La Generalitat ha puesto en marcha una nueva línea de ayudas al alquiler para las personas mayores, con el objetivo de facilitar tanto el acceso como la permanencia en una vivienda habitual en un contexto de encarecimiento sostenido de los precios. La medida, impulsada por la Agencia de la Vivienda de Cataluña, también quiere prevenir situaciones de exclusión residencial, especialmente entre un colectivo con ingresos a menudo limitados.
La convocatoria se dirige a personas de 65 años o más que vivan de alquiler o en régimen de cesión de uso en Cataluña, incluyendo habitaciones. En todos los casos, es necesario que la vivienda sea el domicilio habitual y permanente, y que la persona solicitante esté empadronada en ella.
El plazo para presentar las solicitudes ya está fijado: del 31 de marzo al 30 de abril, ambos incluidos. Se trata de un proceso en régimen de concurrencia competitiva, hecho que implica que no todas las personas que cumplan los requisitos recibirán la ayuda, sino que se priorizarán las situaciones de mayor vulnerabilidad.
Importes y cuantías de las ayudas
En cuanto a la cuantía, las ayudas al alquiler cubrirán entre el 20% y el 40% del coste anual, en función del esfuerzo económico que represente para cada unidad de convivencia. Esto se traduce en:
- Un máximo de 200 euros mensuales
- Un mínimo de 50 euros mensuales
Este sistema busca adaptar la ayuda a la realidad económica de cada solicitante, incrementándola en los casos en que el peso del alquiler sobre los ingresos sea más elevado.
Quién tiene más opciones de recibir la ayuda
Uno de los elementos clave de esta convocatoria es el sistema de priorización. En el caso de las personas mayores, se valorarán especialmente:
- Las personas que viven solas
- Las unidades de convivencia con personas con discapacidad igual o superior al 65%
- Los hogares con menores de edad
- Los casos en que se destina una parte muy elevada de los ingresos al alquiler
- Las situaciones con ingresos más bajos
Este criterio permite focalizar los recursos en los perfiles más vulnerables dentro del colectivo de personas mayores.

Oficina local de vivienda de Mataró. Foto: R.Gallofré
Requisitos para acceder a ella
Para poder optar a estas ayudas al alquiler para mayores de 65 años, es necesario cumplir una serie de requisitos administrativos y económicos. Entre los principales, destacan:
- Tener residencia legal en Cataluña
- Disponer de un contrato de alquiler o cesión de uso vigente
- Estar empadronado en la vivienda
- Tener los pagos al día
- Acreditar los ingresos de la unidad de convivencia
- Estar al corriente de las obligaciones con Hacienda y la Seguridad Social
Los límites de ingresos y de renta mensual admisible se concretarán en la convocatoria oficial que se publicará próximamente en el Diario Oficial de la Generalitat.

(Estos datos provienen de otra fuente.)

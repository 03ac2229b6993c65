//! Gpio line ledger.
//!
//! Line ownership belongs to an external service; the engine only needs the
//! operations of [`GpioLedger`]. [`BoardLedger`] is the in-process stand-in
//! used by the daemon and the tests.

pub mod board;

pub use board::BoardLedger;

use crate::error::Result;
use crate::sensors::GpioAssignment;
use async_trait::async_trait;
use serde::{Deserialize, Serialize};
use std::collections::{BTreeMap, BTreeSet};

#[derive(Debug, Clone, Copy, PartialEq, Eq, Serialize, Deserialize)]
#[serde(rename_all = "lowercase")]
pub enum GpioMode {
    Input,
    Output,
    /// Held for a bus driver (1-wire) rather than driven directly
    Reserved,
}

/// A line allocation held by the ledger.
#[derive(Debug, Clone, PartialEq, Eq, Serialize, Deserialize)]
pub struct GpioDevice {
    pub uuid: String,
    pub name: String,
    pub gpio: String,
    pub pin: u32,
    pub mode: GpioMode,
    pub inverted: bool,
    #[serde(default, skip_serializing_if = "Option::is_none")]
    pub usage: Option<String>,
}

impl GpioDevice {
    /// Entry to store in a sensor record's `gpios`.
    pub fn assignment(&self) -> GpioAssignment {
        GpioAssignment {
            gpio: self.gpio.clone(),
            gpio_uuid: self.uuid.clone(),
            pin: self.pin,
        }
    }
}

/// Attributes that can be changed on an existing allocation.
#[derive(Debug, Clone, PartialEq, Eq)]
pub struct GpioAttributes {
    pub name: String,
    pub inverted: bool,
}

#[async_trait]
pub trait GpioLedger: Send + Sync {
    /// Reserve a line for a bus usage; reserving again for the same usage shares it.
    async fn reserve(&self, name: &str, gpio: &str, usage: &str) -> Result<GpioDevice>;

    /// Allocate a line exclusively.
    async fn allocate(
        &self,
        name: &str,
        gpio: &str,
        mode: GpioMode,
        inverted: bool,
    ) -> Result<GpioDevice>;

    async fn release(&self, gpio_uuid: &str) -> Result<()>;

    /// Whether the line is held by a driver, independently of sensor assignment.
    async fn is_reserved(&self, gpio_uuid: &str) -> Result<bool>;

    async fn reconfigure(&self, gpio_uuid: &str, attributes: &GpioAttributes)
    -> Result<GpioDevice>;

    /// Line names currently allocated, reserved or held by a driver.
    async fn assigned_gpios(&self) -> Result<BTreeSet<String>>;

    /// Every line of this board with its physical pin.
    async fn available_gpios(&self) -> Result<BTreeMap<String, u32>>;
}
//! DS18B20 probe on the 1-wire bus.
//!
//! The kernel exposes each probe as a `w1_slave` file:
//!
//! ```text
//! 72 01 4b 46 7f ff 0e 10 57 : crc=57 YES
//! 72 01 4b 46 7f ff 0e 10 57 t=23125
//! ```
//!
//! The `t=` value is in millidegrees Celsius.

use super::{ReadOutcome, Reading, ReadingBackend};
use crate::sensors::SensorRecord;
use async_trait::async_trait;
use log::{debug, warn};
use std::path::PathBuf;

/// Raw values a DS18B20 reports when a conversion failed.
pub const SENTINEL_VALUES: [&str; 2] = ["85000", "-62"];

/// Extract the temperature in Celsius from a slave file.
pub fn parse_slave_file(content: &str) -> Result<f64, String> {
    let mut lines = content.lines();
    let crc_line = lines.next().ok_or("empty slave file")?;
    if crc_line.trim_end().ends_with("NO") {
        return Err("crc check failed".to_string());
    }

    let data_line = lines.next().ok_or("no temperature line")?;
    let pos = data_line.find("t=").ok_or("no temperature found")?;
    let raw = data_line[pos + 2..].trim();
    if SENTINEL_VALUES.contains(&raw) {
        return Err(format!("invalid temperature \"{}\"", raw));
    }

    raw.parse::<f64>()
        .map(|millidegrees| millidegrees / 1000.0)
        .map_err(|e| format!("invalid temperature \"{}\": {}", raw, e))
}

/// Reads the slave file stored in the record's `path`.
///
/// Relative paths are resolved against the bus directory.
pub struct OnewireReader {
    bus: PathBuf,
}

impl OnewireReader {
    pub fn new(bus: impl Into<PathBuf>) -> Self {
        Self { bus: bus.into() }
    }

    pub fn slave_file(&self, path: &str) -> PathBuf {
        self.bus.join(path)
    }
}

#[async_trait]
impl ReadingBackend for OnewireReader {
    async fn read(&self, sensor: &SensorRecord) -> ReadOutcome {
        let Some(state) = sensor.temperature() else {
            return ReadOutcome::NoReading(format!("{} is not a temperature sensor", sensor.name));
        };
        let Some(path) = state.path.as_deref() else {
            return ReadOutcome::NoReading(format!("{} has no 1-wire path", sensor.name));
        };

        let file = self.slave_file(path);
        let content = match tokio::fs::read_to_string(&file).await {
            Ok(content) => content,
            Err(e) => {
                warn!("Unable to read 1-wire device file {:?}: {}", file, e);
                return ReadOutcome::NoReading(e.to_string());
            }
        };

        match parse_slave_file(&content) {
            Ok(celsius) => {
                let reading = Reading::from_celsius(celsius)
                    .with_offsets(state.offset_celsius, state.offset_fahrenheit);
                debug!(
                    "Read temperature {:?}°C - {:?}°F from {}",
                    reading.celsius, reading.fahrenheit, file.display()
                );
                ReadOutcome::Value(reading)
            }
            Err(reason) => {
                warn!("Unable to read 1-wire device file {:?}: {}", file, reason);
                ReadOutcome::NoReading(reason)
            }
        }
    }
}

Cómo tramitar la solicitud en el Maresme
Las personas interesadas pueden tramitar la solicitud de dos maneras. La vía más rápida es la telemática, a través del portal de Trámites de la Generalitat, utilizando identificación digital.
También se puede hacer de manera presencial en las oficinas locales de vivienda y en las bolsas de mediación para el alquiler social. En el Maresme, y especialmente en ciudades como Mataró, estos servicios municipales suelen ofrecer apoyo para completar correctamente la documentación y evitar errores en la tramitación.
En general, será necesario aportar documentos como el contrato de alquiler, justificantes de pago, certificado de empadronamiento y acreditación de ingresos.
Una respuesta a la presión del mercado
Con esta nueva línea, la Generalitat refuerza las políticas de vivienda dirigidas a colectivos vulnerables, en un momento en que el aumento de los precios del alquiler está afectando especialmente a las personas mayores. En comarcas como el Maresme, esta medida puede ser clave para garantizar que muchas personas puedan seguir viviendo en su casa con unas condiciones económicas asumibles.